By Gabrielle Weiniger
(November 27, 2024 / Times of London) The reasons not to return are clear for Rachel Amar, an evacuee from the Israeli border town of Kiryat Shmona where, only hours before Binyamin Netanyahu announced the ceasefire in Lebanon, a Hezbollah rocket hit a bus station.
Sitting in one of Tel Aviv’s finest beachfront hotels as she weighed the news of Israel’s truce and the prospect of returning home, Amar had doubts. “What are we doing here? This agreement doesn’t give us security,” she said. “We are so close [to Lebanon]. I keep imagining October 7 will happen to us — it’s a matter of luck that it didn’t.”
Amar, 59, a hotel worker and single mother of three, is not alone in her concerns. Though many have welcomed a pause in the war that has claimed at least 73 Israeli troops, fears remain that Hezbollah will rise up again.
“I’m not going back even when they say we can,” she said. “We’ll have to have a weapon and a lock on our safe room and full security. I am alone with the children, so I’m afraid to go home.”
Israel and Hezbollah have until the end of January to pull back their fighters from southern Lebanon and fully implement the ceasefire agreement that came into effect Wednesday morning. During that time, residents of the border towns can, in theory, return to their homes.

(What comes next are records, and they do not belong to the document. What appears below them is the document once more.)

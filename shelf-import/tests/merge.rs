use shelf_catalog::*;
use shelf_import::*;

fn candidate(title: &str, genre: &str, tags: &[&str]) -> NewResource {
    NewResource {
        title: title.to_string(),
        kind: "book".to_string(),
        genre: genre.to_string(),
        status: "unread".to_string(),
        link: String::new(),
        tags: tags.iter().map(|t| t.to_string()).collect(),
        author: None,
    }
}

fn existing() -> Vec<Resource> {
    vec![candidate("SPQR", "history", &["rome"]).into_resource("history001".to_string())]
}

#[test]
fn novel_titles_are_appended_with_ids() {
    let mut catalog = existing();
    let stats = merge_ingested(
        &mut catalog,
        vec![
            candidate("The Histories", "History", &[]),
            candidate("Refactoring", "tech", &[]),
        ],
        DuplicatePolicy::Skip,
        &SilentProgress,
    );
    assert_eq!(stats.added, 2);
    assert_eq!(catalog[1].id, "history002");
    assert_eq!(catalog[2].id, "tech001");
}

#[test]
fn skip_policy_drops_duplicates_case_insensitively() {
    let mut catalog = existing();
    let stats = merge_ingested(
        &mut catalog,
        vec![candidate("  spqr ", "history", &["empire"])],
        DuplicatePolicy::Skip,
        &SilentProgress,
    );
    assert_eq!(stats.added, 0);
    assert_eq!(stats.skipped, 1);
    assert_eq!(catalog.len(), 1);
    assert_eq!(catalog[0].tags, vec!["rome"]);
}

#[test]
fn union_policy_adds_missing_tags() {
    let mut catalog = existing();
    let stats = merge_ingested(
        &mut catalog,
        vec![candidate("SPQR", "history", &["Rome", "empire"])],
        DuplicatePolicy::UnionTags,
        &SilentProgress,
    );
    assert_eq!(stats.updated, 1);
    assert_eq!(catalog.len(), 1);
    assert_eq!(catalog[0].tags, vec!["rome", "empire"]);
}

#[test]
fn duplicates_inside_one_batch_collapse() {
    let mut catalog = Vec::new();
    let stats = merge_ingested(
        &mut catalog,
        vec![
            candidate("Deep Work", "self-improvement", &["focus"]),
            candidate("DEEP WORK", "self-improvement", &["productivity"]),
        ],
        DuplicatePolicy::UnionTags,
        &SilentProgress,
    );
    assert_eq!(stats.added, 1);
    assert_eq!(stats.updated, 1);
    assert_eq!(catalog.len(), 1);
    assert_eq!(catalog[0].tags, vec!["focus", "productivity"]);
}

#[test]
fn reingesting_same_batch_is_idempotent() {
    let batch = vec![
        candidate("SPQR", "history", &["ancient"]),
        candidate("Deep Work", "self-improvement", &["focus"]),
        candidate("Refactoring", "tech", &["craft"]),
    ];

    for policy in [DuplicatePolicy::Skip, DuplicatePolicy::UnionTags] {
        let mut catalog = existing();
        merge_ingested(&mut catalog, batch.clone(), policy, &SilentProgress);
        let once = catalog.clone();

        let stats = merge_ingested(&mut catalog, batch.clone(), policy, &SilentProgress);
        assert_eq!(stats.added, 0);
        assert_eq!(stats.updated, 0);
        assert_eq!(catalog, once);
    }
}

#[test]
fn empty_titles_are_skipped() {
    let mut catalog = Vec::new();
    let stats = merge_ingested(
        &mut catalog,
        vec![candidate("   ", "tech", &[])],
        DuplicatePolicy::Skip,
        &SilentProgress,
    );
    assert_eq!(stats.skipped, 1);
    assert!(catalog.is_empty());
}

#[test]
fn exhausted_id_sequence_skips_candidate_without_wrapping() {
    let mut catalog =
        vec![candidate("Last", "tech", &[]).into_resource(format!("tech{}", u64::MAX))];
    let stats = merge_ingested(
        &mut catalog,
        vec![candidate("One More", "tech", &[]), candidate("SPQR", "history", &[])],
        DuplicatePolicy::Skip,
        &SilentProgress,
    );
    assert_eq!(stats.added, 1);
    assert_eq!(stats.skipped, 1);
    assert_eq!(catalog.len(), 2);
    assert_eq!(catalog[1].id, "history001");
}
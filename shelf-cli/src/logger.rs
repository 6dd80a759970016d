//! `log` backend for the CLI.
//!
//! Info records are the program's normal output and go to stdout; warnings
//! and errors go to stderr. `--quiet` keeps only warnings and errors,
//! `--verbose` adds debug records (from shelf crates only) with timestamps,
//! and `--logfile` mirrors everything to a file with ANSI codes stripped.

use std::fs::File;
use std::io::Write;
use std::path::Path;
use std::sync::Mutex;

use log::{Level, LevelFilter, Log, Metadata, Record};

struct CliLogger {
    level: LevelFilter,
    timestamps: bool,
    file: Option<Mutex<File>>,
}

impl Log for CliLogger {
    fn enabled(&self, metadata: &Metadata) -> bool {
        if metadata.level() > self.level {
            return false;
        }
        // Dependencies are only interesting at warn and above.
        metadata.level() <= Level::Warn || metadata.target().starts_with("shelf")
    }

    fn log(&self, record: &Record) {
        if !self.enabled(record.metadata()) {
            return;
        }

        let line = if self.timestamps {
            format!(
                "{} {:<5} {}",
                chrono::Local::now().format("%H:%M:%S%.3f"),
                record.level(),
                record.args()
            )
        } else {
            record.args().to_string()
        };

        match record.level() {
            Level::Error | Level::Warn => eprintln!("{line}"),
            _ => println!("{line}"),
        }

        if let Some(file) = &self.file {
            if let Ok(mut f) = file.lock() {
                let _ = writeln!(f, "{}", strip_ansi_escapes::strip_str(&line));
            }
        }
    }

    fn flush(&self) {
        let _ = std::io::stdout().flush();
        if let Some(file) = &self.file {
            if let Ok(mut f) = file.lock() {
                let _ = f.flush();
            }
        }
    }
}

/// Install the CLI logger. Must be called once, before any output.
pub(crate) fn init(quiet: bool, verbose: bool, logfile: Option<&Path>) -> std::io::Result<()> {
    let level = if verbose {
        LevelFilter::Debug
    } else if quiet {
        LevelFilter::Warn
    } else {
        LevelFilter::Info
    };

    let file = match logfile {
        Some(path) => Some(Mutex::new(
            std::fs::OpenOptions::new()
                .create(true)
                .append(true)
                .open(path)?,
        )),
        None => None,
    };

    let logger = CliLogger {
        level,
        timestamps: verbose,
        file,
    };

    log::set_boxed_logger(Box::new(logger)).map_err(std::io::Error::other)?;
    log::set_max_level(level);
    Ok(())
}
//! shelf CLI
//!
//! Command-line interface and interactive shell for tracking learning
//! resources and playlists.

mod cli_types;
mod commands;
mod error;
mod logger;
mod prompt;
mod render;
mod session;
mod settings;
mod shell;

use std::io::IsTerminal;

use clap::Parser;

use cli_types::{Cli, Commands};
use error::CliError;
use prompt::Prompter;
use session::Session;
use settings::Settings;

fn main() {
    let cli = Cli::parse();

    if let Err(e) = logger::init(cli.quiet, cli.verbose, cli.logfile.as_deref()) {
        eprintln!("Failed to set up logging: {}", e);
        std::process::exit(1);
    }

    let settings = Settings::load();
    let (data_dir, source) = settings::resolve_data_dir(cli.data_dir, &settings);
    log::debug!("Data directory: {} ({})", data_dir.display(), source);

    let mut session = Session::new(data_dir, source, settings, cli.quiet);
    session.plain_progress = cli.logfile.is_some() || !std::io::stdout().is_terminal();

    let result: Result<(), CliError> = match cli.command {
        None | Some(Commands::Shell) => shell::run(&mut session, &mut Prompter::stdin()),
        Some(command) => commands::dispatch(&mut session, command),
    };

    if let Err(e) = result {
        e.report();
        log::logger().flush();
        std::process::exit(1);
    }
    log::logger().flush();
}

But after 14 months under heavy fire, their villages and towns abandoned in ruins and turned military staging grounds, it’s not clear what is left for them to go back to and whether they will agree to go back at all.
Survivors of the October 7 attacks and many of those who evacuated the north and south of the country have been supported by the organization IsraAid. Yotam Polizer, the chief executive, said: “The anxiety, trauma of those who lost their loved ones, their homes — they have been refugees inside their own country with no idea when they’ll go back, if it will be safe again.”
A security source familiar with the agreement said it would be enforced “by force” to prevent another land incursion like October 7, when Hamas militants broke through the border fence and streamed into Israeli communities, massacring the residents.
Amar said that her brother, who lives in Metula on the northern border fence, would not be returning at all. Both their towns lay in ruins by Hezbollah rocket and missile fire. She blamed America for pressuring Israel to sign an agreement too early.